Look below for the line containing "assert_eq!(wizard.state(), &AssessmentState::new());"; from there, print each line exactly up to and including the line containing "pub use format::LabelFormat;", and stop.

DATASET EXTRACT:
■ ■ ■ ■

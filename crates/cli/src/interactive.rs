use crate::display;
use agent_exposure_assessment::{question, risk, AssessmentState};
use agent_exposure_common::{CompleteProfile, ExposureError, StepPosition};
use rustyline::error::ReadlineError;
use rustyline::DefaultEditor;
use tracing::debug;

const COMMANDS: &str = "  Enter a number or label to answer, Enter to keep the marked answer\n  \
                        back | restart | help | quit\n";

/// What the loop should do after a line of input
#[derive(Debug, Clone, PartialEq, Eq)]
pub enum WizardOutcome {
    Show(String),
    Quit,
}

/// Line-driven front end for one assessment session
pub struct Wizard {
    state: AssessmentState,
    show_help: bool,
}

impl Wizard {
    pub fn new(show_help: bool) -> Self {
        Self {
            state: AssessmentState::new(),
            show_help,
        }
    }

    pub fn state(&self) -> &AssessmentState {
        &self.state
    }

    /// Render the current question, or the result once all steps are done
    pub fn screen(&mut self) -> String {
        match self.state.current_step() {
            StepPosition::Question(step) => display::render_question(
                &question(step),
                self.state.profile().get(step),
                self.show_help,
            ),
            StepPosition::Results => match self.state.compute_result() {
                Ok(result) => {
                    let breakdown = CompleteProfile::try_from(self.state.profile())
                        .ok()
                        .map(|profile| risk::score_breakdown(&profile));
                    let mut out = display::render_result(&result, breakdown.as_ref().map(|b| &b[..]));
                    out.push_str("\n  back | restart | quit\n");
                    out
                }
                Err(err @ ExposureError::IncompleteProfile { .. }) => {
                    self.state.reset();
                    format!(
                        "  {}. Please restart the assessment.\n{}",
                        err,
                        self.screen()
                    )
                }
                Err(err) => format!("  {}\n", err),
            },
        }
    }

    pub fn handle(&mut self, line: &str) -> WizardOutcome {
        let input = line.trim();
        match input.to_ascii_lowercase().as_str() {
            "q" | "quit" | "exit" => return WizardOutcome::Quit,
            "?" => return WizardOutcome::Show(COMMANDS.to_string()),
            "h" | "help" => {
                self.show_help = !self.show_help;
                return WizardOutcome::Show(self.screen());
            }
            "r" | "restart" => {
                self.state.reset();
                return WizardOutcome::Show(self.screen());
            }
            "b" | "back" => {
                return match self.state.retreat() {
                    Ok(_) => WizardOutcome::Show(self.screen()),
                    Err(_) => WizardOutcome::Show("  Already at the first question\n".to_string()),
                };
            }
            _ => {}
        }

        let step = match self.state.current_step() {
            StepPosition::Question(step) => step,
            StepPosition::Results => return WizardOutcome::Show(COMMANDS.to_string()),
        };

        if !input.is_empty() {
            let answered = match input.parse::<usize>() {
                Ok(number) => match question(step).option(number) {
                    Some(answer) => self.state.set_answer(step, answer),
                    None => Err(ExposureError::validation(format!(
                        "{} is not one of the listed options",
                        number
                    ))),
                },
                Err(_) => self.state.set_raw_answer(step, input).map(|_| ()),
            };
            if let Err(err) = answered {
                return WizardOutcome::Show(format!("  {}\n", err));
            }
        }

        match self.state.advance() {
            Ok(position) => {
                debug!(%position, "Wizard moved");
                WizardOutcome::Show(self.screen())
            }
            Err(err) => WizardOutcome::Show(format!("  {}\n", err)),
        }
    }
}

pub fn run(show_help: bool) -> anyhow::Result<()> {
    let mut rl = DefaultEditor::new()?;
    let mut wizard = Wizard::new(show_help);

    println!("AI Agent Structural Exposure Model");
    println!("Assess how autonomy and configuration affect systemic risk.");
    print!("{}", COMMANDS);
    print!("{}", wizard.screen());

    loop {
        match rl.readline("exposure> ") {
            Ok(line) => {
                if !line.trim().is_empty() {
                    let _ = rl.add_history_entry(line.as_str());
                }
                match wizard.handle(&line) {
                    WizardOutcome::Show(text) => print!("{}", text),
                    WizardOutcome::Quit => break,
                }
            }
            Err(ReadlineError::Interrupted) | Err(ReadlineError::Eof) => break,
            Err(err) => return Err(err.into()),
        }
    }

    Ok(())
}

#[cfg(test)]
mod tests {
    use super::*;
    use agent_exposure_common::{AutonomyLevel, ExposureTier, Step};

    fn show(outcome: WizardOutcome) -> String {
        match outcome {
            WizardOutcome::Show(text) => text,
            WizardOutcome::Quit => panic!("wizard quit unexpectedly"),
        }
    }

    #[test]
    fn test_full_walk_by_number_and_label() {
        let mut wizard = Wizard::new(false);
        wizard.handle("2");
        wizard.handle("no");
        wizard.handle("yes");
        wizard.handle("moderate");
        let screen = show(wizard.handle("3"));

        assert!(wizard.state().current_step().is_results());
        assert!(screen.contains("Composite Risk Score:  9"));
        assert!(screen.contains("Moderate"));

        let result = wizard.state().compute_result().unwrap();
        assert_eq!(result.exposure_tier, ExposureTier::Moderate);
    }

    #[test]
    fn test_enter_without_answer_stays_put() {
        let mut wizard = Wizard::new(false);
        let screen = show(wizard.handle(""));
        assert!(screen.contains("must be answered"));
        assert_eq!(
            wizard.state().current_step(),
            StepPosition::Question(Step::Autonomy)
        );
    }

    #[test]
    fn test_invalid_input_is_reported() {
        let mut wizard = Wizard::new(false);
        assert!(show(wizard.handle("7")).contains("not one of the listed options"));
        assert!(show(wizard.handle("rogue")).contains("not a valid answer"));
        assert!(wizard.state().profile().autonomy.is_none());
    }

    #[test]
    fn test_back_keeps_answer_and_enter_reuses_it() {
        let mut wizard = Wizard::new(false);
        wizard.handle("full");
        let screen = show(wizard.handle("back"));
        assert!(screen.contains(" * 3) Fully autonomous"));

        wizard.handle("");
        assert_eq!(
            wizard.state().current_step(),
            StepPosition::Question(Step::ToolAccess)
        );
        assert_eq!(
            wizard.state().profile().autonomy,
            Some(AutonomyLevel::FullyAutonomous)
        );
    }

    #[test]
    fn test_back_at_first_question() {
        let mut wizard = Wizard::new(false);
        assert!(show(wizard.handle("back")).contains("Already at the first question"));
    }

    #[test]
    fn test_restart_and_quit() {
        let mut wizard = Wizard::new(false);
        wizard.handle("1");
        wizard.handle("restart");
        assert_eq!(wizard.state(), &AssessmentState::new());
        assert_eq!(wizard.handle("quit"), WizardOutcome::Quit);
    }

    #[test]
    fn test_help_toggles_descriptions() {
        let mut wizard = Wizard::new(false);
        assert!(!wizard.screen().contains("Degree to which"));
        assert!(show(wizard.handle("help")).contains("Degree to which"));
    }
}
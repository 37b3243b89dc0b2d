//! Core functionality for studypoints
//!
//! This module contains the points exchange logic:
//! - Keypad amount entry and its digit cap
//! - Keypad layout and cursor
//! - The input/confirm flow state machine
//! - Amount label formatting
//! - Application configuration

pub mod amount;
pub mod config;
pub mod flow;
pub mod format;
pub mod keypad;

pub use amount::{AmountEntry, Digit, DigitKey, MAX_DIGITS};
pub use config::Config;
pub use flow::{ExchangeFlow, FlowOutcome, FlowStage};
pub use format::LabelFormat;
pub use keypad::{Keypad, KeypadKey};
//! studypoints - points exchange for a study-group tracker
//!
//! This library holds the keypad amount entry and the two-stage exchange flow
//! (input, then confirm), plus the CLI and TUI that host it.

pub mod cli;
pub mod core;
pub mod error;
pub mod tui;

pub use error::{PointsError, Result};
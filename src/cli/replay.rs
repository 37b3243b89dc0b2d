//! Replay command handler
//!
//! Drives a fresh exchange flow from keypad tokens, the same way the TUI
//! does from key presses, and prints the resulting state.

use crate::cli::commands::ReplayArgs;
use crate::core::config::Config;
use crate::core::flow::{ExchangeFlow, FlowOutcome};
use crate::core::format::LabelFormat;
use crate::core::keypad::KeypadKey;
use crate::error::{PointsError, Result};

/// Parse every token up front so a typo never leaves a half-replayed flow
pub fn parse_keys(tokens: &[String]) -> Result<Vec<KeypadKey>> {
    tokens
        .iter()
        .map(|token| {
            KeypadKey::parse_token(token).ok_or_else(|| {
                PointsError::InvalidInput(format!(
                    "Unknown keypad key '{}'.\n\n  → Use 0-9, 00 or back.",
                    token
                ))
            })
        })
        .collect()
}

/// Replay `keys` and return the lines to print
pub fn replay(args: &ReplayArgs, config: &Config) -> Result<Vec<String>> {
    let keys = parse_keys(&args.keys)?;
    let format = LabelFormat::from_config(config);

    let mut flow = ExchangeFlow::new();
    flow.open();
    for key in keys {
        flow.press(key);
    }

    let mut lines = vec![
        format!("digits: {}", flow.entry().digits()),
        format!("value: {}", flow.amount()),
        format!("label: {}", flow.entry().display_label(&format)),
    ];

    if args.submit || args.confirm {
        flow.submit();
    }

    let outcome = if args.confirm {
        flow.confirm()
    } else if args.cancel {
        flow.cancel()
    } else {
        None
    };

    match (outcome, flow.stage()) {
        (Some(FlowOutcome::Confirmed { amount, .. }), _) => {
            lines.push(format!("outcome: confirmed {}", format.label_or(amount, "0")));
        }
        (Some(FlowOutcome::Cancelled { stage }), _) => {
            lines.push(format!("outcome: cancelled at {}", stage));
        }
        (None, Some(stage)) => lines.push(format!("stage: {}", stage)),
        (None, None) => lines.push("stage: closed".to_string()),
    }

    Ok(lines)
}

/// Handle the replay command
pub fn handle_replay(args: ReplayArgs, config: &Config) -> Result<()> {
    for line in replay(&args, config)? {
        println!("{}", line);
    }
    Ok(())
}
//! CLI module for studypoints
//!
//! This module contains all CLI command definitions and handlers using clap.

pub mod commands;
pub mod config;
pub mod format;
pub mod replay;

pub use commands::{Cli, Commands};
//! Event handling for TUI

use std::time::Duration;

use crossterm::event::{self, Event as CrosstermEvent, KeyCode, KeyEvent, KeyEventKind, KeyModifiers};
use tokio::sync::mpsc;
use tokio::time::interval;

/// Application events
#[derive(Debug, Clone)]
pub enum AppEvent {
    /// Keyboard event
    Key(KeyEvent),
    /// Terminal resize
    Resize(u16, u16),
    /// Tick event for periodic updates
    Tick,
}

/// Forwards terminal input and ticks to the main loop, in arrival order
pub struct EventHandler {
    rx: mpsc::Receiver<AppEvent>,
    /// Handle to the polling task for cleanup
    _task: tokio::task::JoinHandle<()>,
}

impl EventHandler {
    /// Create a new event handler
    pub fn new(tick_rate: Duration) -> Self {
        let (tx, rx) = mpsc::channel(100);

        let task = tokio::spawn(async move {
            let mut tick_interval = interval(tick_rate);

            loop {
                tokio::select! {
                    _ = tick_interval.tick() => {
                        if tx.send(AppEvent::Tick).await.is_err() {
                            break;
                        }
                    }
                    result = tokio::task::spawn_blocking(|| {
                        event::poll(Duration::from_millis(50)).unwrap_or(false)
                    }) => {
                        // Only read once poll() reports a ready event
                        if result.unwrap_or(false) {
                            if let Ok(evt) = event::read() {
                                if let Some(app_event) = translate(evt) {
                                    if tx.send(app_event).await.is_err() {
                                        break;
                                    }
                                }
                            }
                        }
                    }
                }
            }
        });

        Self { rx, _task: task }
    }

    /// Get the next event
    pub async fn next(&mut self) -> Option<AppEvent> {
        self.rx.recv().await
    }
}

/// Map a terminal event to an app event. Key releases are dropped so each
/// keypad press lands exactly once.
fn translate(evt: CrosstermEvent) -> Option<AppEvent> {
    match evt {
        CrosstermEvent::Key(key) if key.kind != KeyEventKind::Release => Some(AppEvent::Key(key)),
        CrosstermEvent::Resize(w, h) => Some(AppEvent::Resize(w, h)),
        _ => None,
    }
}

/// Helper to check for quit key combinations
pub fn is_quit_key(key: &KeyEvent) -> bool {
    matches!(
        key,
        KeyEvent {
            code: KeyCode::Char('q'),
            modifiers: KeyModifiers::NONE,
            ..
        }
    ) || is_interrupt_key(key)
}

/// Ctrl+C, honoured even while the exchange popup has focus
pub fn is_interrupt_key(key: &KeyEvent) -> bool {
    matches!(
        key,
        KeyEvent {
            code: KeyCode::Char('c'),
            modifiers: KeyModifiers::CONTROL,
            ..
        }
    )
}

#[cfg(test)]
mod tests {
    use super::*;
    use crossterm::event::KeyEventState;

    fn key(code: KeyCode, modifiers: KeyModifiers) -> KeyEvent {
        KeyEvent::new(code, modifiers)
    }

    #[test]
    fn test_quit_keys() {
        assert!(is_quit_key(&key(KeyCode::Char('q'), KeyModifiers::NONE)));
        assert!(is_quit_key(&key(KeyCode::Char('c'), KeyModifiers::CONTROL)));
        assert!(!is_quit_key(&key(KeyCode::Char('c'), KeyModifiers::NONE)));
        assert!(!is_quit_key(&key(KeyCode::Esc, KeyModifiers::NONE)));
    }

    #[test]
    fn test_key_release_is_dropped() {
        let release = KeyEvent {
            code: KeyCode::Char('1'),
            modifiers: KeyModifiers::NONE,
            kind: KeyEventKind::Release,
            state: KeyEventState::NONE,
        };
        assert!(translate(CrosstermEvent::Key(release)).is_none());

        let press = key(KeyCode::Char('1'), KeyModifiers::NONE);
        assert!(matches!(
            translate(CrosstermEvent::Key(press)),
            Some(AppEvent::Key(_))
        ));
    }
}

■ ■ ■ ■

FINISHED EXERCISE:
        assert_eq!(wizard.state(), &AssessmentState::new());
        assert_eq!(wizard.handle("quit"), WizardOutcome::Quit);
    }

    #[test]
    fn test_help_toggles_descriptions() {
        let mut wizard = Wizard::new(false);
        assert!(!wizard.screen().contains("Degree to which"));
        assert!(show(wizard.handle("help")).contains("Degree to which"));
    }
}
repository 37b3243b89dc0b2d
//! Core functionality for studypoints
//!
//! This module contains the points exchange logic:
//! - Keypad amount entry and its digit cap
//! - Keypad layout and cursor
//! - The input/confirm flow state machine
//! - Amount label formatting
//! - Application configuration

pub mod amount;
pub mod config;
pub mod flow;
pub mod format;
pub mod keypad;

pub use amount::{AmountEntry, Digit, DigitKey, MAX_DIGITS};
pub use config::Config;
pub use flow::{ExchangeFlow, FlowOutcome, FlowStage};
pub use format::LabelFormat;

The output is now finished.